■ WHAT TO PRODUCE
In this exercise, restate the listing word for word.

■ EXERCISE MATERIALS
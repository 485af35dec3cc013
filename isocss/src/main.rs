// isocss/src/main.rs
//! isocss entry point.
//!
//! Parses the command line, initialises logging and runs the isolate command.
//! `main` returns an exit code rather than calling `process::exit`, so the
//! run's scratch area is cleaned up on every path.

use clap::Parser;
use std::process::ExitCode;

use isocss::cli::Cli;
use isocss::commands::isolate::{error_msg, run_isolate};
use isocss::logger;

#[tokio::main]
async fn main() -> ExitCode {
    let cli = Cli::parse();
    logger::init_logger(cli.log_level());

    let cwd = match std::env::current_dir() {
        Ok(cwd) => cwd,
        Err(e) => {
            error_msg(format!("Failed to read the current working directory: {}", e));
            return ExitCode::FAILURE;
        }
    };

    match run_isolate(&cli, &cwd).await {
        Ok(summary) if summary.is_success() => ExitCode::SUCCESS,
        Ok(_) => ExitCode::FAILURE,
        Err(e) => {
            error_msg(format!("{:#}", e));
            ExitCode::FAILURE
        }
    }
}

■ ANSWER TO THIS EXERCISE
repository 485af35dec3cc013
filename isocss/src/main.rs
// isocss/src/main.rs
//! isocss entry point.
//!
//! Parses the command line, initialises logging and runs the isolate command.
//! `main` returns an exit code rather than calling `process::exit`, so the
//! run's scratch area is cleaned up on every path.

use clap::Parser;
use std::process::ExitCode;

use isocss::cli::Cli;
use isocss::commands::isolate::{error_msg, run_isolate};
use isocss::logger;

#[tokio::main]
async fn main() -> ExitCode {
    let cli = Cli::parse();
    logger::init_logger(cli.log_level());

    let cwd = match std::env::current_dir() {
        Ok(cwd) => cwd,
        Err(e) => {
            error_msg(format!("Failed to read the current working directory: {}", e));
            return ExitCode::FAILURE;
        }
    };

    match run_isolate(&cli, &cwd).await {
        Ok(summary) if summary.is_success() => ExitCode::SUCCESS,
        Ok(_) => ExitCode::FAILURE,
        Err(e) => {
            error_msg(format!("{:#}", e));
            ExitCode::FAILURE
        }
    }
}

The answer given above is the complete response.